NFL owners have already begun preparing the regulatory framework for a world without union officials on the field. Owners approved a one-year provision empowering the NFL Officiating Department to correct any "clear and obvious misses" by replacement on-field officials that significantly affect the game.
NFL executive vice president Jeff Miller explained the thinking: "The negotiations with the officials have not gone as quickly as we would have wanted. We've made a number of proposals. We're looking to improve the accountability and performance of the officials, and we just haven't gotten to where we need to go. So, we're going to play football this fall, and we're going to need officials to do it."
The comparison to 2012 hangs over everything.

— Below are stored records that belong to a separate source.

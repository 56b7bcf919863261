//! Persisted calculator state
//!
//! The in-progress calculation survives an app restart: the front end saves
//! the `CalcState` as JSON on exit and restores it on launch. Loading
//! absorbs every failure (missing file, unreadable JSON) into `None`; the
//! calculator must always be able to start.

use std::path::{Path, PathBuf};

use crate::engine::CalcState;

/// App identifier used for the config directory.
const APP_NAME: &str = "calcpad";

#[derive(Debug, thiserror::Error)]
pub enum StorageError {
    #[error("io error: {0}")]
    Io(#[from] std::io::Error),
    #[error("bad state file: {0}")]
    Json(#[from] serde_json::Error),
}

/// Per-user config directory for an app, created on demand by `save`.
/// Falls back to the current directory when no home is available.
pub fn config_dir(app: &str) -> PathBuf {
    match directories::ProjectDirs::from("", "", app) {
        Some(dirs) => dirs.config_dir().to_path_buf(),
        None => PathBuf::from("."),
    }
}

fn state_path() -> PathBuf {
    config_dir(APP_NAME).join("state.json")
}

/// Save the current calculation so it can be resumed next launch.
pub fn save_state(state: &CalcState) -> Result<(), StorageError> {
    save_state_to(state, &state_path())
}

pub fn save_state_to(state: &CalcState, path: &Path) -> Result<(), StorageError> {
    if let Some(parent) = path.parent() {
        std::fs::create_dir_all(parent)?;
    }
    let json = serde_json::to_string_pretty(state)?;
    std::fs::write(path, json)?;
    Ok(())
}

/// Restore the last saved calculation, if any.
pub fn load_state() -> Option<CalcState> {
    load_state_from(&state_path())
}

pub fn load_state_from(path: &Path) -> Option<CalcState> {
    let text = std::fs::read_to_string(path).ok()?;
    match serde_json::from_str(&text) {
        Ok(state) => Some(state),
        Err(e) => {
            eprintln!("[calcpad] ignoring unreadable state file: {}", e);
            None
        }
    }
}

That referee lockout lasted 110 days and spilled into the first three weeks of the regular season, producing officiating chaos that climaxed with the Seahawks' "Fail Mary" touchdown against the Packers, a play where replacement officials ruled a simultaneous catch instead of an interception, handing Seattle a victory that still makes Green Bay fans twitch.
All 32 clubs were required to submit their OTA and mandatory minicamp schedules to the NFL by April 22 so that the league could assign replacement officials to those practices starting June 1, the day the current deal expires.
Meanwhile, the NFL has also issued a gag order. The league sent a memo to all 32 teams prohibiting public comment on the CBA negotiations with the NFLRA, giving every coach, general manager, and executive a convenient answer for reporters: "Sorry, I can't comment."
The first time all officials, including the new hires, are supposed to meet together is during May. Whether that meeting happens with union referees or replacement zebras remains, at the moment, genuinely uncertain.